**Problem**
Go through the data below and return each line where the string "match" occurs.

(Stored data)
//! CLI definition and dispatch.

use clap::{Parser, Subcommand, ValueEnum};
use std::path::{Path, PathBuf};
use std::process::ExitCode;

use crate::adapters::csv_adapter::CsvAdapter;
use crate::adapters::file_config_adapter::FileConfigAdapter;
use crate::adapters::json_report::JsonReport;
use crate::adapters::text_report::TextReport;
use crate::domain::config_validation::{
    data_dir, evaluation_settings, output_format, validate_config,
};
use crate::domain::error::StockscopeError;
use crate::domain::evaluator::{evaluate, AnalysisKind, EvaluationRequest};
use crate::domain::fusion::WeightingPolicy;
use crate::domain::ohlcv::WeekAnchor;
use crate::ports::data_port::MarketDataPort;
use crate::ports::report_port::ReportPort;

#[derive(Parser, Debug)]
#[command(
    name = "stockscope",
    about = "Indicator scoring, signal fusion and position advice for one security"
)]
pub struct Cli {
    #[command(subcommand)]
    pub command: Command,
}

#[derive(Subcommand, Debug)]
pub enum Command {
    /// Evaluate one security from local CSV files
    Analyze {
        #[arg(long)]
        code: String,
        /// Analysis kind (see `kinds`), or `all`
        #[arg(short, long, default_value = "summary", value_parser = parse_kind_arg)]
        kind: KindArg,
        /// Cost basis per share, enables position advice
        #[arg(long)]
        cost: Option<f64>,
        #[arg(short, long)]
        config: Option<PathBuf>,
        #[arg(long)]
        data_dir: Option<PathBuf>,
        #[arg(short, long, value_enum)]
        format: Option<OutputFormat>,
        /// Weighting policy override (four_domain | legacy_three_domain)
        #[arg(long, value_parser = parse_policy_arg)]
        policy: Option<WeightingPolicy>,
        /// Week anchor override for weekly resampling (sunday | friday)
        #[arg(long, value_parser = parse_anchor_arg)]
        week_anchor: Option<WeekAnchor>,
        /// Leave the (dates, closes) chart payload out
        #[arg(long)]
        no_chart: bool,
    },
    /// List the available analysis kinds
    Kinds,
    /// Validate a configuration file
    Validate {
        #[arg(short, long)]
        config: PathBuf,
    },
}

#[derive(Debug, Clone, Copy, PartialEq, Eq)]
pub enum KindArg {
    One(AnalysisKind),
    All,
}

impl KindArg {
    fn kinds(self) -> Vec<AnalysisKind> {
        match self {
            KindArg::One(kind) => vec![kind],
            KindArg::All => AnalysisKind::ALL.to_vec(),
        }
    }
}

#[derive(Debug, Clone, Copy, PartialEq, Eq, ValueEnum)]
pub enum OutputFormat {
    Text,
    Json,
}

impl OutputFormat {
    fn parse(value: &str) -> Option<Self> {
        match value {
            "text" => Some(OutputFormat::Text),
            "json" => Some(OutputFormat::Json),
            _ => None,
        }
    }

    fn reporter(self) -> Box<dyn ReportPort> {
        match self {
            OutputFormat::Text => Box::new(TextReport),
            OutputFormat::Json => Box::new(JsonReport { pretty: true }),
        }
    }
}

fn parse_kind_arg(value: &str) -> Result<KindArg, String> {
    if value.eq_ignore_ascii_case("all") {
        return Ok(KindArg::All);
    }
    AnalysisKind::parse(value)
        .map(KindArg::One)
        .ok_or_else(|| format!("unknown analysis kind '{}' (run `stockscope kinds`)", value))
}

fn parse_policy_arg(value: &str) -> Result<WeightingPolicy, String> {
    WeightingPolicy::parse(value).ok_or_else(|| format!("unknown weighting policy '{}'", value))
}

fn parse_anchor_arg(value: &str) -> Result<WeekAnchor, String> {
    WeekAnchor::parse(value).ok_or_else(|| format!("unknown week anchor '{}'", value))
}

/// Everything `analyze` needs beyond the config file.
#[derive(Debug)]
pub struct AnalyzeArgs {
    pub code: String,
    pub kind: KindArg,
    pub cost: Option<f64>,
    pub config: Option<PathBuf>,
    pub data_dir: Option<PathBuf>,
    pub format: Option<OutputFormat>,
    pub policy: Option<WeightingPolicy>,
    pub week_anchor: Option<WeekAnchor>,
    pub no_chart: bool,
}

pub fn run(cli: Cli) -> ExitCode {
    let outcome = match cli.command {
        Command::Analyze {
            code,
            kind,
            cost,
            config,
            data_dir,
            format,
            policy,
            week_anchor,
            no_chart,
        } => run_analyze(AnalyzeArgs {
            code,
            kind,
            cost,
            config,
            data_dir,
            format,
            policy,
            week_anchor,
            no_chart,
        }),
        Command::Kinds => Ok(list_kinds()),
        Command::Validate { config } => run_validate(&config),
    };

    match outcome {
        Ok(output) => {
            print!("{output}");
            ExitCode::SUCCESS
        }
        Err(e) => {
            eprintln!("error: {e}");
            (&e).into()
        }
    }
}

pub fn load_config(path: &Path) -> Result<FileConfigAdapter, StockscopeError> {
    eprintln!("Loading config from {}", path.display());
    FileConfigAdapter::from_file(path)
}

/// Run `analyze` and return the rendered report.
pub fn run_analyze(args: AnalyzeArgs) -> Result<String, StockscopeError> {
    let config = match &args.config {
        Some(path) => load_config(path)?,
        None => FileConfigAdapter::empty(),
    };

    let mut settings = evaluation_settings(&config)?;
    if let Some(policy) = args.policy {
        settings.policy = policy;
    }
    if let Some(anchor) = args.week_anchor {
        settings.week_anchor = anchor;
    }
    if args.no_chart {
        settings.include_chart = false;
    }

    let dir = match args.data_dir {
        Some(dir) => dir,
        None => data_dir(&config)
            .map(PathBuf::from)
            .ok_or_else(|| StockscopeError::ConfigMissing {
                section: "data".to_string(),
                key: "dir".to_string(),
            })?,
    };

    let format = match args.format {
        Some(format) => format,
        None => output_format(&config)?
            .as_deref()
            .and_then(OutputFormat::parse)
            .unwrap_or(OutputFormat::Text),
    };

    eprintln!("Loading market data for {} from {}", args.code, dir.display());
    let adapter = CsvAdapter::new(dir);
    let inputs = adapter.load_inputs(&args.code)?;

    let kinds = args.kind.kinds();
    eprintln!(
        "Running {} analysis kind(s) on {} bars",
        kinds.len(),
        inputs.prices.len()
    );
    let evaluations: Vec<_> = kinds
        .into_iter()
        .map(|kind| {
            let request = EvaluationRequest {
                kind,
                cost_basis: args.cost,
                settings,
            };
            evaluate(&inputs, &request)
        })
        .collect();

    let reporter = format.reporter();
    let mut output = match evaluations.as_slice() {
        [single] => reporter.render(single)?,
        many => reporter.render_all(many)?,
    };
    if !output.ends_with('\n') {
        output.push('\n');
    }
    Ok(output)
}

fn list_kinds() -> String {
    AnalysisKind::ALL
        .iter()
        .map(|kind| format!("{:<10} {}\n", kind.name(), kind.title()))
        .collect()
}

pub fn run_validate(path: &Path) -> Result<String, StockscopeError> {
    let config = load_config(path)?;
    validate_config(&config)?;
    Ok(format!("{}: configuration is valid\n", path.display()))
}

**Response to this task**
        match self {
        match value {
        match self {
    let outcome = match cli.command {
    match outcome {
    let config = match &args.config {
    let dir = match args.data_dir {
    let format = match args.format {
    let mut output = match evaluations.as_slice() {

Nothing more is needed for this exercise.